* _Task item_: Using the records below, transcribe word for word the stretch from the line that contains "filename src/analyzers/structure.rs" through the line that contains "producing a partial", both end lines included, and nothing else.

* _Data records_:
'''

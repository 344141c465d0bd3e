//! Progress reporting functionality
//!
//! This module provides progress reporting for long-running operations with
//! support for quiet and verbose modes. All progress output goes to stderr;
//! stdout is reserved for the generated document.

use indicatif::{ProgressBar, ProgressStyle};
use std::time::Duration;

/// Progress reporter for the analysis run
pub struct ProgressReporter {
    verbose: bool,
    bar: Option<ProgressBar>,
}

impl ProgressReporter {
    /// Create a new progress reporter
    pub fn new(quiet: bool, verbose: bool) -> Self {
        // No progress bar in quiet mode
        let bar = if quiet {
            None
        } else {
            let bar = ProgressBar::new(0);
            bar.set_style(
                ProgressStyle::default_bar()
                    .template("{spinner:.green} [{elapsed_precise}] [{bar:40.cyan/blue}] {pos}/{len} {wide_msg}")
                    .unwrap()
                    .progress_chars("#>-"),
            );
            bar.enable_steady_tick(Duration::from_millis(100));
            Some(bar)
        };

        Self { verbose, bar }
    }

    /// Start a new progress operation
    pub fn start(&self, total: usize, operation: &str) {
        if let Some(bar) = &self.bar {
            bar.reset();
            bar.set_length(total as u64);
            bar.set_position(0);
            bar.set_message(operation.to_string());
        }

        if self.verbose {
            eprintln!("Starting: {}", operation);
        }
    }

    /// Update progress
    pub fn update(&self, current: usize, total: usize, message: &str) {
        if let Some(bar) = &self.bar {
            bar.set_length(total as u64);
            bar.set_position(current as u64);
            bar.set_message(message.to_string());
        }

        if self.verbose {
            eprintln!("[{}/{}] {}", current, total, message);
        }
    }

    /// Finish the progress operation
    pub fn finish(&self, message: &str) {
        if let Some(bar) = &self.bar {
            bar.finish_with_message(message.to_string());
        }

        if self.verbose {
            eprintln!("Finished: {}", message);
        }
    }

    /// Print a verbose message (only in verbose mode)
    pub fn print_verbose(&self, message: &str) {
        if self.verbose {
            eprintln!("{}", message);
        }
    }
}
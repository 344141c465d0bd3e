//! Command-line argument parsing

use clap::Parser;
use std::path::PathBuf;

/// Scribe - project analyzer and README generator
#[derive(Parser, Debug)]
#[command(name = "scribe")]
#[command(version = env!("CARGO_PKG_VERSION"))]
#[command(about = "Analyze a project tree and generate a structured README")]
#[command(long_about = "Scribe analyzes a software project's directory tree and synthesizes a \
structured README describing it: detected languages and frameworks, declared dependencies, \
license, and file organization. It is meant for developers and CI pipelines that want \
consistent project documentation without manual authoring.")]
#[command(after_help = "EXAMPLES:

Basic Usage:
    # Analyze the current directory and print the README to stdout
    scribe

    # Analyze a specific directory
    scribe --path ./my-project

    # Write the README next to the project
    scribe --path ./my-project --output-file ./my-project/README.md

    # Exclude directories (can specify multiple patterns)
    scribe --exclude node_modules --exclude .git

Templates & Sections:
    # Use the minimal template
    scribe --template minimal

    # List the available templates and their default sections
    scribe --list-templates

    # Only render selected sections, in the given order
    scribe --sections overview --sections license

Performance Options:
    # Limit traversal depth and file count
    scribe --max-depth 6 --max-files 20000

    # Disable the persisted analysis cache
    scribe --no-cache

    # Disable parallel classification
    scribe --no-parallel

Configuration:
    # Use a specific configuration file
    scribe --config ./scribe.toml

    # Create a default configuration file (.scribe.toml)
    scribe --init

Verbosity:
    # Quiet mode: only the document and warnings
    scribe --quiet

    # Verbose mode with per-file progress
    scribe --verbose
")]
pub struct Args {
    /// Project root to analyze
    #[arg(short, long, value_name = "PATH", help = "Project directory to analyze (defaults to the current directory)")]
    pub path: Option<PathBuf>,

    /// Exclude paths matching these glob patterns
    #[arg(short, long, value_name = "PATTERN", help = "Glob patterns for paths to exclude (can be specified multiple times, e.g., --exclude node_modules --exclude .git)")]
    pub exclude: Vec<String>,

    /// Maximum depth for directory traversal
    #[arg(long, value_name = "DEPTH", help = "Maximum directory depth to traverse")]
    pub max_depth: Option<usize>,

    /// Maximum number of files to visit
    #[arg(long, value_name = "COUNT", help = "Stop the walk after visiting this many files")]
    pub max_files: Option<usize>,

    /// Size cap in bytes above which file content is not hashed
    #[arg(long, value_name = "BYTES", help = "Files larger than this are recorded but their content is not hashed (default: 4194304)")]
    pub max_file_size: Option<u64>,

    /// Per-file read timeout in milliseconds
    #[arg(long, value_name = "MS", help = "Per-file read timeout in milliseconds; a timed-out file is skipped with a warning (default: 5000)")]
    pub read_timeout: Option<u64>,

    /// Depth at which the structure section collapses deeper entries
    #[arg(long, value_name = "DEPTH", help = "Depth at which the project structure section collapses deeper entries into a counted leaf (default: 4)")]
    pub structure_depth: Option<usize>,

    /// Template used to render the document
    #[arg(short, long, value_name = "NAME", help = "Document template: standard, minimal, or detailed (default: standard)")]
    pub template: Option<String>,

    /// Sections to render, in order
    #[arg(long, value_name = "SECTION", help = "Section to include, in order (can be specified multiple times; defaults to the template's section list)")]
    pub sections: Vec<String>,

    /// Output file path (stdout if not specified)
    #[arg(short, long, value_name = "FILE", help = "File to write the document to (uses stdout if not specified)")]
    pub output_file: Option<PathBuf>,

    /// Configuration file path
    #[arg(short, long, value_name = "FILE", help = "Path to configuration file (defaults to .scribe.toml in the current directory if present)")]
    pub config: Option<PathBuf>,

    /// Disable the persisted analysis cache
    #[arg(long, help = "Disable the persisted analysis cache (forces re-classification of every file)")]
    pub no_cache: bool,

    /// Custom cache directory path
    #[arg(long, value_name = "DIR", help = "Custom cache directory path (defaults to the user cache directory)")]
    pub cache_dir: Option<PathBuf>,

    /// Disable parallel processing
    #[arg(long, help = "Disable parallel classification (single-threaded mode)")]
    pub no_parallel: bool,

    /// Suppress non-essential output
    #[arg(short, long, help = "Suppress non-essential output (only the document and warnings)")]
    pub quiet: bool,

    /// Show detailed progress and debug information
    #[arg(short, long, help = "Show detailed progress and debug information")]
    pub verbose: bool,

    /// Disable colored output
    #[arg(long, help = "Disable colored terminal output (useful when piping)")]
    pub no_colors: bool,

    /// Disable progress bars
    #[arg(long, help = "Disable progress bars (useful for CI environments)")]
    pub no_progress: bool,

    /// Initialize a default configuration file
    #[arg(long, help = "Create a default configuration file (.scribe.toml) in the current directory")]
    pub init: bool,

    /// List the available templates
    #[arg(long, help = "List the available templates and their default section order")]
    pub list_templates: bool,
}

impl Args {
    /// Parse command-line arguments
    pub fn parse_args() -> Self {
        Args::parse()
    }
}
//! Command-line argument configuration source

use std::path::PathBuf;

use super::ConfigSource;
use crate::cli::args::Args;
use crate::error::Result;
use crate::models::config::PartialSettings;

/// Command-line argument configuration source
#[derive(Debug)]
pub struct CliConfig {
    args: CliArgs,
    name: String,
    priority: u8,
}

/// Command-line arguments structure
#[derive(Debug, Clone, Default)]
pub struct CliArgs {
    pub path: Option<PathBuf>,
    pub exclude: Option<Vec<String>>,
    pub max_depth: Option<usize>,
    pub max_files: Option<usize>,
    pub max_file_size: Option<u64>,
    pub read_timeout_ms: Option<u64>,
    pub structure_depth: Option<usize>,
    pub template: Option<String>,
    pub sections: Option<Vec<String>>,
    pub output_file: Option<PathBuf>,
    pub no_cache: bool,
    pub cache_dir: Option<PathBuf>,
    pub no_parallel: bool,
    pub quiet: bool,
    pub verbose: bool,
    pub no_colors: bool,
    pub no_progress: bool,
    pub config: Option<PathBuf>,
}

impl CliConfig {
    /// Create a new CLI configuration source
    pub fn new(args: CliArgs) -> Self {
        Self {
            args,
            name: "command-line arguments".to_string(),
            priority: 30, // Highest priority
        }
    }

    /// Create a CLI configuration source from Args
    pub fn from_args(args: &Args) -> Self {
        let cli_args = CliArgs {
            path: args.path.clone(),
            exclude: if args.exclude.is_empty() {
                None
            } else {
                Some(args.exclude.clone())
            },
            max_depth: args.max_depth,
            max_files: args.max_files,
            max_file_size: args.max_file_size,
            read_timeout_ms: args.read_timeout,
            structure_depth: args.structure_depth,
            template: args.template.clone(),
            sections: if args.sections.is_empty() {
                None
            } else {
                Some(args.sections.clone())
            },
            output_file: args.output_file.clone(),
            no_cache: args.no_cache,
            cache_dir: args.cache_dir.clone(),
            no_parallel: args.no_parallel,
            quiet: args.quiet,
            verbose: args.verbose,
            no_colors: args.no_colors,
            no_progress: args.no_progress,
            config: args.config.clone(),
        };

        Self::new(cli_args)
    }

    /// Get the config file path if specified
    pub fn config_path(&self) -> Option<&PathBuf> {
        self.args.config.as_ref()
    }
}

impl ConfigSource for CliConfig {
    fn load(&self) -> Result<PartialSettings> {
        let mut settings = PartialSettings::default();

        if let Some(path) = &self.args.path {
            settings.root_path = Some(path.clone());
        }

        if let Some(exclude) = &self.args.exclude {
            settings.exclude_patterns = Some(exclude.clone());
        }

        if let Some(max_depth) = self.args.max_depth {
            settings.max_depth = Some(max_depth);
        }

        if let Some(max_files) = self.args.max_files {
            settings.max_files = Some(max_files);
        }

        if let Some(max_file_size) = self.args.max_file_size {
            settings.max_file_size = Some(max_file_size);
        }

        if let Some(read_timeout_ms) = self.args.read_timeout_ms {
            settings.read_timeout_ms = Some(read_timeout_ms);
        }

        if let Some(structure_depth) = self.args.structure_depth {
            settings.structure_depth = Some(structure_depth);
        }

        if let Some(template) = &self.args.template {
            settings.template = Some(template.clone());
        }

        if let Some(sections) = &self.args.sections {
            settings.sections = Some(sections.clone());
        }

        if let Some(output_file) = &self.args.output_file {
            settings.output_file = Some(output_file.clone());
        }

        // Boolean flags
        if self.args.no_cache {
            settings.cache_enabled = Some(false);
        }

        if let Some(cache_dir) = &self.args.cache_dir {
            settings.cache_dir = Some(cache_dir.clone());
        }

        if self.args.no_parallel {
            settings.parallel = Some(false);
        }

        if self.args.quiet {
            settings.quiet = Some(true);
        }

        if self.args.verbose {
            settings.verbose = Some(true);
        }

        if self.args.no_colors {
            settings.use_colors = Some(false);
        }

        if self.args.no_progress {
            settings.show_progress = Some(false);
        }

        Ok(settings)
    }

    fn is_available(&self) -> bool {
        // CLI args are always available
        true
    }

    fn name(&self) -> &str {
        &self.name
    }

    fn priority(&self) -> u8 {
        self.priority
    }
}

#[cfg(test)]
mod tests {
    use super::*;

    #[test]
    fn test_cli_config_source() {
        let args = CliArgs {
            path: Some(PathBuf::from("/cli/path")),
            exclude: Some(vec!["cli_exclude".to_string()]),
            max_depth: Some(10),
            template: Some("detailed".to_string()),
            no_cache: true,
            verbose: true,
            ..Default::default()
        };

        let cli_config = CliConfig::new(args);
        assert!(cli_config.is_available());
        assert_eq!(cli_config.priority(), 30);

        let settings = cli_config.load().unwrap();

        assert_eq!(settings.root_path, Some(PathBuf::from("/cli/path")));
        assert_eq!(
            settings.exclude_patterns,
            Some(vec!["cli_exclude".to_string()])
        );
        assert_eq!(settings.max_depth, Some(10));
        assert_eq!(settings.template.as_deref(), Some("detailed"));
        assert_eq!(settings.cache_enabled, Some(false));
        assert_eq!(settings.verbose, Some(true));
    }

    #[test]
    fn test_empty_sections_stay_unset() {
        let cli_config = CliConfig::new(CliArgs::default());
        let settings = cli_config.load().unwrap();
        assert!(settings.sections.is_none());
        assert!(settings.root_path.is_none());
    }
}
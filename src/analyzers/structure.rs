//! Directory structure mapping
//!
//! Builds the DirectoryNode tree from the walked descriptor stream, without a
//! second filesystem pass. Entries deeper than the configured limit are
//! collapsed into a synthetic counted leaf, bounding output size on deep
//! trees.

use crate::models::{DirectoryNode, FileDescriptor};
use std::path::Component;

/// Builder for the hierarchical directory summary
pub struct StructureMapper {
    depth_limit: usize,
}

impl StructureMapper {
    /// Create a mapper that collapses entries deeper than `depth_limit`
    pub fn new(depth_limit: usize) -> Self {
        Self {
            depth_limit: depth_limit.max(1),
        }
    }

    /// Build the tree from the descriptor stream, preserving stream order
    pub fn build(&self, root_name: &str, files: &[FileDescriptor]) -> DirectoryNode {
        let mut root = DirectoryNode::new("", root_name);

        for descriptor in files {
            self.insert(&mut root, descriptor);
        }

        root.recount();
        root
    }

    fn insert(&self, root: &mut DirectoryNode, descriptor: &FileDescriptor) {
        let components: Vec<&str> = descriptor
            .path
            .components()
            .filter_map(|component| match component {
                Component::Normal(part) => part.to_str(),
                _ => None,
            })
            .collect();

        let Some((file_name, directories)) = components.split_last() else {
            return;
        };

        let mut node = root;
        for (index, directory) in directories.iter().enumerate() {
            // Directory at depth index+1; files below the limit collapse here
            if index + 1 >= self.depth_limit {
                node.ensure_dir(directory).bump_collapsed();
                return;
            }
            node = node.ensure_dir(directory);
        }

        node.push_file(file_name);
    }
}
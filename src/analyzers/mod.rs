//! Per-file analyzers
//!
//! Each analyzer is a capability over the file descriptor stream: a pure
//! function of a descriptor and (optionally) its content, producing a partial
//! contribution to the analysis result. The pipeline fans out over the set of
//! registered analyzers; contributions for hashed files are cached by content
//! hash and merged single-threaded after the fan-out completes.

pub mod dependencies;
pub mod license;
pub mod structure;
pub mod technology;

pub use dependencies::{DependencyExtractor, MANIFEST_FILES};
pub use license::LicenseDetector;
pub use structure::StructureMapper;
pub use technology::TechnologyDetector;

use crate::models::FileDescriptor;
use serde::{Deserialize, Serialize};

/// A dependency as declared in a manifest, before the manifest path is attached
#[derive(Debug, Clone, PartialEq, Eq, Serialize, Deserialize)]
pub struct ManifestDependency {
    pub name: String,
    pub version: String,
}

/// Project-level metadata found in a manifest
#[derive(Debug, Clone, Default, PartialEq, Serialize, Deserialize)]
pub struct ManifestMetadata {
    pub name: Option<String>,
    pub description: Option<String>,
}

impl ManifestMetadata {
    /// Check whether any field is set
    pub fn is_empty(&self) -> bool {
        self.name.is_none() && self.description.is_none()
    }
}

/// Partial contribution of one file to the analysis result
///
/// Contributions are pure functions of file content, which makes them safe to
/// cache by content hash and idempotent under concurrent recomputation.
#[derive(Debug, Clone, Default, PartialEq, Serialize, Deserialize)]
pub struct Contribution {
    /// Language classification (at most one per file, first rule wins)
    pub language: Option<String>,

    /// Framework markers implied by the file name
    pub frameworks: Vec<String>,

    /// Dependencies declared in this file, when it is a recognized manifest
    pub dependencies: Vec<ManifestDependency>,

    /// Manifest-level project metadata, when present
    pub metadata: Option<ManifestMetadata>,

    /// Parse failure message for a recognized manifest that could not be parsed
    pub parse_warning: Option<String>,
}

impl Contribution {
    /// Merge another contribution into this one
    pub fn absorb(&mut self, other: Contribution) {
        if self.language.is_none() {
            self.language = other.language;
        }
        self.frameworks.extend(other.frameworks);
        self.dependencies.extend(other.dependencies);
        if self.metadata.is_none() {
            self.metadata = other.metadata;
        }
        if self.parse_warning.is_none() {
            self.parse_warning = other.parse_warning;
        }
    }
}

/// A registered per-file analyzer capability
pub trait FileAnalyzer: Send + Sync {
    /// Analyzer name, used in verbose diagnostics
    fn name(&self) -> &'static str;

    /// Whether this analyzer needs the file content for the given descriptor
    fn needs_content(&self, descriptor: &FileDescriptor) -> bool;

    /// Classify one file. `content` is None when the file was not hashed
    /// (oversized) or its content could not be read.
    fn analyze(&self, descriptor: &FileDescriptor, content: Option<&[u8]>) -> Contribution;
}

/// The default analyzer set run by the pipeline
pub fn default_analyzers() -> Vec<Box<dyn FileAnalyzer>> {
    vec![
        Box::new(TechnologyDetector::new()),
        Box::new(DependencyExtractor::new()),
    ]
}
//! License text catalog interface
//!
//! The core only needs a lookup from SPDX identifier to human-readable text;
//! where that text comes from is the collaborator's concern. An absent
//! identifier yields no text, not an error.

/// Collaborator supplying human-readable license text by SPDX identifier
pub trait LicenseCatalog: Send + Sync {
    /// Text to include for the identifier, if the catalog knows it
    fn text(&self, identifier: &str) -> Option<String>;
}

/// Built-in catalog with a short notice line per known identifier
pub struct BuiltinCatalog;

impl LicenseCatalog for BuiltinCatalog {
    fn text(&self, identifier: &str) -> Option<String> {
        let notice = match identifier {
            "MIT" => "A short and permissive license with conditions only requiring preservation of copyright and license notices.",
            "Apache-2.0" => "A permissive license that also provides an express grant of patent rights from contributors.",
            "GPL-3.0-only" => "A strong copyleft license: derivative works must be distributed under the same terms.",
            "BSD-3-Clause" => "A permissive license with a non-endorsement clause.",
            "MPL-2.0" => "A weak copyleft license applying file-by-file.",
            "ISC" => "A permissive license functionally equivalent to the simplified BSD and MIT licenses.",
            "Unlicense" => "A public-domain dedication.",
            _ => return None,
        };
        Some(notice.to_string())
    }
}

/// Catalog that never supplies text, for callers that want the identifier only
pub struct EmptyCatalog;

impl LicenseCatalog for EmptyCatalog {
    fn text(&self, _identifier: &str) -> Option<String> {
        None
    }
}
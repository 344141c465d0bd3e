//! File descriptors produced by the directory walk

use serde::{Deserialize, Serialize};
use std::path::{Path, PathBuf};

/// Sentinel hash value for files that exceeded the size cap and were
/// recorded without reading their content.
pub const OVERSIZED_HASH: &str = "oversized";

/// Metadata for a single file visited during traversal
///
/// Descriptors are immutable once created; exactly one exists per visited
/// file, with `path` relative to the project root.
#[derive(Debug, Clone, PartialEq, Eq, Serialize, Deserialize)]
pub struct FileDescriptor {
    /// Path relative to the project root
    pub path: PathBuf,

    /// File size in bytes
    pub size: u64,

    /// Hex-encoded SHA-256 of the content, or [`OVERSIZED_HASH`]
    pub hash: String,

    /// Lowercased extension without the leading dot, if any
    pub extension: Option<String>,

    /// Directory depth below the project root (files in the root have depth 1)
    pub depth: usize,
}

impl FileDescriptor {
    /// Create a new descriptor, deriving the extension from the path
    pub fn new(path: PathBuf, size: u64, hash: String, depth: usize) -> Self {
        let extension = path
            .extension()
            .and_then(|ext| ext.to_str())
            .map(|ext| ext.to_ascii_lowercase());

        Self {
            path,
            size,
            hash,
            extension,
            depth,
        }
    }

    /// File name component of the path
    pub fn file_name(&self) -> &str {
        self.path
            .file_name()
            .and_then(|name| name.to_str())
            .unwrap_or("")
    }

    /// Directory containing the file, relative to the project root
    pub fn parent(&self) -> &Path {
        self.path.parent().unwrap_or_else(|| Path::new(""))
    }

    /// Whether the content was hashed (oversized files are not)
    pub fn is_hashed(&self) -> bool {
        self.hash != OVERSIZED_HASH
    }
}
//! Scribe - a project analyzer and README generator
//!
//! This library provides the analysis pipeline that turns a raw directory
//! tree into a populated, section-structured document: traversal, technology
//! and dependency detection, license fingerprinting, structure mapping, and
//! template-based rendering.

pub mod analyzers;
pub mod cli;
pub mod config;
pub mod core;
pub mod error;
pub mod models;
pub mod output;
pub mod render;
pub mod utils;

// Re-export commonly used types
pub use crate::core::{
    AnalysisCache, AnalysisPipeline, CancelToken, FileWalker, GeneratedDocument, Generator,
};
pub use error::{ErrorSeverity, Result, ScribeError, Warning, WarningKind};
pub use models::{
    analysis::{AnalysisResult, Dependency, LicenseInfo, TechnologyProfile},
    config::Settings,
    descriptor::FileDescriptor,
    document::{Section, SectionId},
};
pub use render::{DocumentRenderer, LicenseCatalog, SectionComposer, Template};

/// Version information
pub const VERSION: &str = env!("CARGO_PKG_VERSION");
pub const NAME: &str = env!("CARGO_PKG_NAME");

'''

* _Task solution_:
filename src/analyzers/structure.rs
//! Directory structure mapping
//!
//! Builds the DirectoryNode tree from the walked descriptor stream, without a
//! second filesystem pass. Entries deeper than the configured limit are
//! collapsed into a synthetic counted leaf, bounding output size on deep
//! trees.

use crate::models::{DirectoryNode, FileDescriptor};
use std::path::Component;

/// Builder for the hierarchical directory summary
pub struct StructureMapper {
    depth_limit: usize,
}

impl StructureMapper {
    /// Create a mapper that collapses entries deeper than `depth_limit`
    pub fn new(depth_limit: usize) -> Self {
        Self {
            depth_limit: depth_limit.max(1),
        }
    }

    /// Build the tree from the descriptor stream, preserving stream order
    pub fn build(&self, root_name: &str, files: &[FileDescriptor]) -> DirectoryNode {
        let mut root = DirectoryNode::new("", root_name);

        for descriptor in files {
            self.insert(&mut root, descriptor);
        }

        root.recount();
        root
    }

    fn insert(&self, root: &mut DirectoryNode, descriptor: &FileDescriptor) {
        let components: Vec<&str> = descriptor
            .path
            .components()
            .filter_map(|component| match component {
                Component::Normal(part) => part.to_str(),
                _ => None,
            })
            .collect();

        let Some((file_name, directories)) = components.split_last() else {
            return;
        };

        let mut node = root;
        for (index, directory) in directories.iter().enumerate() {
            // Directory at depth index+1; files below the limit collapse here
            if index + 1 >= self.depth_limit {
                node.ensure_dir(directory).bump_collapsed();
                return;
            }
            node = node.ensure_dir(directory);
        }

        node.push_file(file_name);
    }
}
filename src/analyzers/mod.rs
//! Per-file analyzers
//!
//! Each analyzer is a capability over the file descriptor stream: a pure
//! function of a descriptor and (optionally) its content, producing a partial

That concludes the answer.